WHAT TO DO
Only lines with the word "verbose" belong in the answer; copy them from the records below.

RECORD SET
╭──
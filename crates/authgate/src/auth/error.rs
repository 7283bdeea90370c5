//! Authentication errors.
//!
//! Denials (wrong password, expired token, identity not allow-listed) are
//! ordinary `false` results and never show up here.

use axum::{
    Json,
    http::StatusCode,
    response::{IntoResponse, Response},
};
use serde::Serialize;
use thiserror::Error;

use crate::provider::ProviderError;

/// Authentication errors.
#[derive(Debug, Error)]
pub enum AuthError {
    /// Session token failed signature or structural checks.
    #[error("malformed session token: {0}")]
    MalformedToken(String),

    /// Identity provider call failed.
    #[error("identity provider error: {0}")]
    Provider(#[from] ProviderError),

    /// The caller gave up before the provider answered.
    #[error("authentication cancelled")]
    Cancelled,

    /// Internal error.
    #[error("internal auth error: {0}")]
    Internal(String),
}

impl AuthError {
    /// Stable machine-readable code for response bodies.
    pub fn error_code(&self) -> &'static str {
        match self {
            AuthError::MalformedToken(_) => "malformed_token",
            AuthError::Provider(_) => "provider_error",
            AuthError::Cancelled => "cancelled",
            AuthError::Internal(_) => "internal_error",
        }
    }

    pub fn status_code(&self) -> StatusCode {
        match self {
            AuthError::Cancelled => StatusCode::GATEWAY_TIMEOUT,
            AuthError::MalformedToken(_) | AuthError::Provider(_) | AuthError::Internal(_) => {
                StatusCode::INTERNAL_SERVER_ERROR
            }
        }
    }
}

/// Error response body.
#[derive(Debug, Serialize)]
pub struct AuthErrorResponse {
    pub error: String,
    pub error_code: String,
}

impl IntoResponse for AuthError {
    fn into_response(self) -> Response {
        let body = Json(AuthErrorResponse {
            error: self.to_string(),
            error_code: self.error_code().to_string(),
        });

        (self.status_code(), body).into_response()
    }
}

#[cfg(test)]
mod tests {
    use super::*;

    #[test]
    fn test_auth_error_display() {
        let err = AuthError::Cancelled;
        assert_eq!(err.to_string(), "authentication cancelled");

        let err = AuthError::MalformedToken("InvalidSignature".to_string());
        assert_eq!(err.to_string(), "malformed session token: InvalidSignature");
    }

    #[test]
    fn test_auth_error_status() {
        assert_eq!(
            AuthError::MalformedToken("x".to_string()).status_code(),
            StatusCode::INTERNAL_SERVER_ERROR
        );
        assert_eq!(
            AuthError::Provider(ProviderError::MissingAccessToken).status_code(),
            StatusCode::INTERNAL_SERVER_ERROR
        );
        assert_eq!(AuthError::Cancelled.status_code(), StatusCode::GATEWAY_TIMEOUT);
    }
}
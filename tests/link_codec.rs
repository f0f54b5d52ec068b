/*!
 * Integration tests for booking link handling
 *
 * Exercises the public codec and classifier API the way a caller would:
 * links copied from the booking page, hand-edited legacy links and
 * upstream failure envelopes.
 */

use gorzdrav::prelude::*;

const CANONICAL: &str = "https://gorzdrav.spb.ru/service-free-schedule#%5B%7B%22district%22:%225%22%7D,%7B%22lpu%22:%223%22%7D,%7B%22speciality%22:%2249351%22%7D,%7B%22schedule%22:%222229%22%7D,%7B%22doctor%22:%222229%22%7D%5D";

fn full(district: &str, lpu: i64, specialty: &str, doctor: &str) -> Identifiers {
    Identifiers::new(lpu, specialty)
        .with_district(district)
        .with_doctor(doctor)
}

#[test]
fn test_canonical_link_decodes() {
    let ids = parse(CANONICAL).expect("canonical link should parse");
    assert_eq!(ids.district_id.as_deref(), Some("5"));
    assert_eq!(ids.lpu_id, Some(3));
    assert_eq!(ids.specialty_id.as_deref(), Some("49351"));
    assert_eq!(ids.doctor_id.as_deref(), Some("2229"));
}

#[test]
fn test_canonical_link_encodes() {
    assert_eq!(generate(&full("5", 3, "49351", "2229")).unwrap(), CANONICAL);
}

#[test]
fn test_round_trip_for_assorted_identifiers() {
    let samples = [
        full("5", 3, "49351", "2229"),
        full("17", 0, "1", "0"),
        full("1", 123456, "ab-cd_9", "x.y~z"),
        full("Центральный", 42, "Терапевт", "Иванов"),
        full("a b", 7, "spec/slash", "doc?q"),
        full("5", 3, "49351", " 2229 "),
        full(" ", 3, "\t49351", "2229\n"),
    ];

    for ids in samples {
        let link = generate(&ids).unwrap();
        assert!(is_booking_link(&link), "{} should be a booking link", link);
        assert_eq!(parse(&link).unwrap(), ids, "round trip failed for {}", link);
        assert_eq!(generate(&parse(&link).unwrap()).unwrap(), link);
    }

    // An empty string cannot survive the trip, so it is refused up front
    let err = generate(&full("5", 3, "", "2229")).unwrap_err();
    assert!(matches!(err, GorzdravError::InvalidIdentifiers { .. }));
}

#[test]
fn test_already_decoded_fragment() {
    let url = r#"https://gorzdrav.spb.ru/service-free-schedule#[{"district":"5"},{"lpu":"3"},{"speciality":"49351"},{"schedule":"2229"},{"doctor":"2229"}]"#;
    assert_eq!(generate(&parse(url).unwrap()).unwrap(), CANONICAL);
}

#[test]
fn test_legacy_token_link_is_canonicalized() {
    let url = "https://gorzdrav.spb.ru/service-free-schedule#district=5&lpu=3&speciality=49351&schedule=2229";
    let ids = parse(url).unwrap();
    assert_eq!(ids, full("5", 3, "49351", "2229"));
    assert_eq!(ids.booking_link().unwrap(), CANONICAL);
}

#[test]
fn test_query_string_is_ignored_for_detection() {
    let url = CANONICAL.replace(
        "/service-free-schedule#",
        "/service-free-schedule?utm_source=telegram#",
    );
    assert!(is_booking_link(&url));
    assert_eq!(parse(&url).unwrap(), full("5", 3, "49351", "2229"));
}

#[test]
fn test_missing_lpu_is_a_negative_result() {
    let url = "https://gorzdrav.spb.ru/service-free-schedule#%5B%7B%22district%22:%225%22%7D,%7B%22speciality%22:%2249351%22%7D%5D";
    let err = parse(url).unwrap_err();
    assert!(matches!(err, GorzdravError::LinkNotRecognized { .. }));
    assert!(err.user_message().contains("Suggestion"));
}

#[test]
fn test_other_sites_are_not_links() {
    for url in [
        "https://gorzdrav.spb.ru/",
        "https://gorzdrav.spb.ru/service-free-schedule-old#%5B%5D",
        "https://zdrav.spb.ru/service-free-schedule#%5B%5D",
        "https://example.com/?next=gorzdrav.spb.ru/service-free-schedule",
    ] {
        assert!(!is_booking_link(url), "{} should not be a booking link", url);
        assert!(parse(url).is_err());
    }
}

#[test]
fn test_empty_identifiers_are_a_caller_error() {
    let err = generate(&Identifiers::default()).unwrap_err();
    assert!(matches!(err, GorzdravError::InvalidIdentifiers { .. }));
}

#[test]
fn test_failure_envelope_flows_into_library_error() {
    let envelope: ApiResponse<Vec<ApiDoctor>> = serde_json::from_str(
        r#"{"result":null,"success":false,"errorCode":38,"message":"Нет врачей","requestId":"1"}"#,
    )
    .unwrap();

    let err: GorzdravError = envelope.into_result().unwrap_err().into();
    match err.failure_condition() {
        Some(FailureCondition::NoDoctors { code, message }) => {
            assert_eq!(*code, 38);
            assert_eq!(message, "Нет врачей");
        }
        other => panic!("unexpected condition: {:?}", other),
    }
}

#[test]
fn test_classify_contract() {
    assert_eq!(
        classify(37, None),
        FailureCondition::NoSpecialties {
            code: 37,
            message: "no specialties available for this institution".to_string(),
        }
    );
    assert_eq!(
        classify(9999, Some("x")),
        FailureCondition::GenericUpstreamFailure {
            code: 9999,
            message: "x".to_string(),
        }
    );
}
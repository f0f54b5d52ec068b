use criterion::{black_box, criterion_group, criterion_main, Criterion};
use gorzdrav::prelude::*;

const CANONICAL: &str = "https://gorzdrav.spb.ru/service-free-schedule#%5B%7B%22district%22:%225%22%7D,%7B%22lpu%22:%223%22%7D,%7B%22speciality%22:%2249351%22%7D,%7B%22schedule%22:%222229%22%7D,%7B%22doctor%22:%222229%22%7D%5D";

// Multi-key object: the structured pass rejects it, the pattern pass recovers it
const FALLBACK: &str = "https://gorzdrav.spb.ru/service-free-schedule#%5B%7B%22lpu%22:%223%22,%22speciality%22:%2249351%22%7D,%7B%22doctor%22:%222229%22%7D%5D";

fn benchmark_parse(c: &mut Criterion) {
    let mut group = c.benchmark_group("parse");

    group.bench_function("canonical", |b| {
        b.iter(|| {
            let ids = parse(black_box(CANONICAL));
            assert!(ids.is_ok());
        })
    });

    group.bench_function("pattern_fallback", |b| {
        b.iter(|| {
            let ids = parse(black_box(FALLBACK));
            assert!(ids.is_ok());
        })
    });

    group.bench_function("not_a_link", |b| {
        b.iter(|| {
            let ids = parse(black_box("https://example.com/service-free-schedule#x"));
            assert!(ids.is_err());
        })
    });

    group.finish();
}

fn benchmark_generate(c: &mut Criterion) {
    let ids = Identifiers::new(3, "49351").with_district("5").with_doctor("2229");

    c.bench_function("generate_canonical", |b| {
        b.iter(|| generate(black_box(&ids)).unwrap())
    });
}

fn benchmark_classify(c: &mut Criterion) {
    c.bench_function("classify_known_and_unknown", |b| {
        b.iter(|| {
            for code in [37, 38, 39, 603, 616, 9999] {
                black_box(classify(black_box(code), Some("msg")));
            }
        })
    });
}

criterion_group!(benches, benchmark_parse, benchmark_generate, benchmark_classify);
criterion_main!(benches);
use std::path::PathBuf;

use anyhow::{bail, Context};
use clap::{Args, Parser, Subcommand};
use gorzdrav::prelude::*;
use serde::Serialize;
use tracing_subscriber::EnvFilter;

#[derive(Parser)]
#[command(name = "gzcli")]
#[command(version, about = "Gorzdrav CLI - browse the appointment directory and convert booking links", long_about = None)]
struct Cli {
    /// TOML config file (defaults to the per-user config location)
    #[arg(long, global = true, env = "GORZDRAV_CONFIG")]
    config: Option<PathBuf>,
    /// Increase log verbosity (-v debug, -vv trace)
    #[arg(short, long, global = true, action = clap::ArgAction::Count)]
    verbose: u8,
    #[command(subcommand)]
    command: Commands,
}

#[derive(Subcommand)]
enum Commands {
    /// Inspect or build booking links
    #[command(subcommand)]
    Link(LinkCommand),
    /// Classify an upstream error code
    Classify(ClassifyArgs),
    /// Show or write the configuration
    #[command(subcommand)]
    Config(ConfigCommand),
    /// List districts
    #[cfg(feature = "client")]
    Districts,
    /// List institutions
    #[cfg(feature = "client")]
    Lpus(LpusArgs),
    /// List specialties of an institution
    #[cfg(feature = "client")]
    Specialties(LpuArgs),
    /// List doctors of a specialty
    #[cfg(feature = "client")]
    Doctors(DoctorsArgs),
    /// Show a doctor's timetable
    #[cfg(feature = "client")]
    Timetable(DoctorArgs),
    /// List free appointment slots of a doctor
    #[cfg(feature = "client")]
    Appointments(DoctorArgs),
    /// Look up the doctor a booking link points at
    #[cfg(feature = "client")]
    Resolve(UrlArgs),
}

#[derive(Subcommand)]
enum LinkCommand {
    /// Exit with status 0 if the URL is a booking link, 1 otherwise
    Check(UrlArgs),
    /// Decode a booking link into identifiers
    Parse(UrlArgs),
    /// Build the canonical booking link
    Generate(GenerateArgs),
}

#[derive(Subcommand)]
enum ConfigCommand {
    /// Print the effective configuration as TOML
    Show,
    /// Write the default configuration file
    Init {
        /// Target path (defaults to the per-user config location)
        #[arg(short, long)]
        output: Option<PathBuf>,
        /// Overwrite an existing file
        #[arg(long)]
        force: bool,
    },
}

#[derive(Args)]
struct UrlArgs {
    url: String,
}

#[derive(Args)]
struct GenerateArgs {
    #[arg(long)]
    district: Option<String>,
    #[arg(long)]
    lpu: Option<i64>,
    #[arg(long)]
    specialty: Option<String>,
    /// Doctor (schedule) id
    #[arg(long)]
    doctor: Option<String>,
}

#[derive(Args)]
struct ClassifyArgs {
    #[arg(allow_negative_numbers = true)]
    code: i64,
    #[arg(short, long)]
    message: Option<String>,
}

#[cfg(feature = "client")]
#[derive(Args)]
struct LpusArgs {
    #[arg(long)]
    district: Option<String>,
}

#[cfg(feature = "client")]
#[derive(Args)]
struct LpuArgs {
    #[arg(long)]
    lpu: i64,
}

#[cfg(feature = "client")]
#[derive(Args)]
struct DoctorsArgs {
    #[arg(long)]
    lpu: i64,
    #[arg(long)]
    specialty: String,
}

#[cfg(feature = "client")]
#[derive(Args)]
struct DoctorArgs {
    #[arg(long)]
    lpu: i64,
    #[arg(long)]
    doctor: String,
}

fn main() {
    let cli = Cli::parse();
    init_tracing(cli.verbose);

    if let Err(e) = run(cli) {
        match e.downcast_ref::<GorzdravError>() {
            Some(err) => eprintln!("Error: {}", err.user_message()),
            None => eprintln!("Error: {:#}", e),
        }
        std::process::exit(1);
    }
}

fn init_tracing(verbose: u8) {
    let default_level = match verbose {
        0 => "gorzdrav=warn",
        1 => "gorzdrav=debug",
        _ => "gorzdrav=trace",
    };
    let filter = EnvFilter::try_from_default_env().unwrap_or_else(|_| EnvFilter::new(default_level));
    tracing_subscriber::fmt()
        .with_env_filter(filter)
        .with_writer(std::io::stderr)
        .init();
}

fn load_config(path: Option<&PathBuf>) -> anyhow::Result<GorzdravConfig> {
    match path {
        Some(path) => GorzdravConfig::layered(Some(path))
            .with_context(|| format!("Failed to load config from {}", path.display())),
        None => Ok(GorzdravConfig::load()),
    }
}

fn run(cli: Cli) -> anyhow::Result<()> {
    let config = load_config(cli.config.as_ref())?;

    match cli.command {
        Commands::Link(command) => cmd_link(command),
        Commands::Classify(args) => print_json(&classify(args.code, args.message.as_deref())),
        Commands::Config(command) => cmd_config(command, &config),
        #[cfg(feature = "client")]
        command => cmd_directory(command, config),
    }
}

fn cmd_link(command: LinkCommand) -> anyhow::Result<()> {
    match command {
        LinkCommand::Check(args) => {
            if is_booking_link(&args.url) {
                println!("booking link");
                Ok(())
            } else {
                println!("not a booking link");
                std::process::exit(1);
            }
        }
        LinkCommand::Parse(args) => match parse(&args.url) {
            Ok(ids) => print_json(&ids),
            Err(GorzdravError::LinkNotRecognized { .. }) => {
                println!("URL does not contain valid gorzdrav appointment parameters");
                std::process::exit(1);
            }
            Err(e) => Err(e.into()),
        },
        LinkCommand::Generate(args) => {
            let ids = Identifiers {
                district_id: args.district,
                lpu_id: args.lpu,
                specialty_id: args.specialty,
                doctor_id: args.doctor,
            };
            println!("{}", generate(&ids)?);
            Ok(())
        }
    }
}

fn cmd_config(command: ConfigCommand, config: &GorzdravConfig) -> anyhow::Result<()> {
    match command {
        ConfigCommand::Show => {
            print!("{}", toml::to_string_pretty(config)?);
            Ok(())
        }
        ConfigCommand::Init { output, force } => {
            let Some(path) = output.or_else(GorzdravConfig::default_config_path) else {
                bail!("No config location available; pass --output");
            };
            if path.exists() && !force {
                bail!("{} already exists; pass --force to overwrite", path.display());
            }
            GorzdravConfig::default().save(&path)?;
            println!("Wrote {}", path.display());
            Ok(())
        }
    }
}

#[cfg(feature = "client")]
fn cmd_directory(command: Commands, config: GorzdravConfig) -> anyhow::Result<()> {
    let client = DirectoryClient::with_config(config)?;
    let rt = tokio::runtime::Runtime::new().context("Failed to create tokio runtime")?;
    rt.block_on(lookup(command, client))
}

#[cfg(feature = "client")]
async fn lookup(command: Commands, client: DirectoryClient) -> anyhow::Result<()> {
    match command {
        Commands::Districts => print_json(&client.districts().await?),
        Commands::Lpus(args) => print_json(&client.lpus(args.district.as_deref()).await?),
        Commands::Specialties(args) => print_json(&client.specialties(args.lpu).await?),
        Commands::Doctors(args) => print_json(&client.doctors(args.lpu, &args.specialty).await?),
        Commands::Timetable(args) => print_json(&client.timetable(args.lpu, &args.doctor).await?),
        Commands::Appointments(args) => print_json(&client.appointments(args.lpu, &args.doctor).await?),
        Commands::Resolve(args) => match client.doctor_by_link(&args.url).await? {
            Some(doctor) => print_json(&doctor),
            None => bail!("Doctor not found for {}", args.url),
        },
        Commands::Link(_) | Commands::Classify(_) | Commands::Config(_) => {
            bail!("not a directory lookup command")
        }
    }
}

fn print_json<T: Serialize>(value: &T) -> anyhow::Result<()> {
    println!("{}", serde_json::to_string_pretty(value)?);
    Ok(())
}
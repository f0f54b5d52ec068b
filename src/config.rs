/*!
 * Configuration support for the gorzdrav library
 *
 * Provides runtime configuration for the directory client: upstream
 * location, request headers, timeouts, retry policy and concurrency.
 */

use std::path::{Path, PathBuf};
use std::sync::RwLock;

use serde::{Deserialize, Serialize};

/// Environment variable prefix for overrides, e.g. `GORZDRAV_TIMEOUT_SECONDS`
pub const ENV_PREFIX: &str = "GORZDRAV";

/// Upper bound for the timeout and delay settings, in seconds
pub const MAX_WAIT_SECONDS: f64 = 3600.0;

/// Global configuration for the gorzdrav client
#[derive(Debug, Clone, PartialEq, Serialize, Deserialize)]
pub struct GorzdravConfig {
    /// Upstream API root, without version
    #[serde(default = "default_api_url")]
    pub api_url: String,

    /// Upstream API version segment
    #[serde(default = "default_api_version")]
    pub api_version: String,

    /// User-Agent header sent upstream
    #[serde(default = "default_user_agent")]
    pub user_agent: String,

    /// Accept-Language header sent upstream
    #[serde(default = "default_accept_language")]
    pub accept_language: String,

    /// Referer header sent upstream
    #[serde(default = "default_referer")]
    pub referer: String,

    /// Per-request timeout in seconds
    #[serde(default = "default_timeout_seconds")]
    pub timeout_seconds: f64,

    /// Attempts per request, first one included
    #[serde(default = "default_retry_attempts")]
    pub retry_attempts: u32,

    /// Base backoff between attempts in seconds, doubled after each failure
    #[serde(default = "default_retry_initial_delay")]
    pub retry_initial_delay: f64,

    /// Pause before every attempt in seconds (0 disables)
    #[serde(default = "default_request_delay")]
    pub request_delay: f64,

    /// Maximum number of requests in flight
    #[serde(default = "default_pool_size")]
    pub pool_size: usize,
}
╰──
ANSWER BOX
    verbose: u8,
    init_tracing(cli.verbose);
fn init_tracing(verbose: u8) {
    let default_level = match verbose {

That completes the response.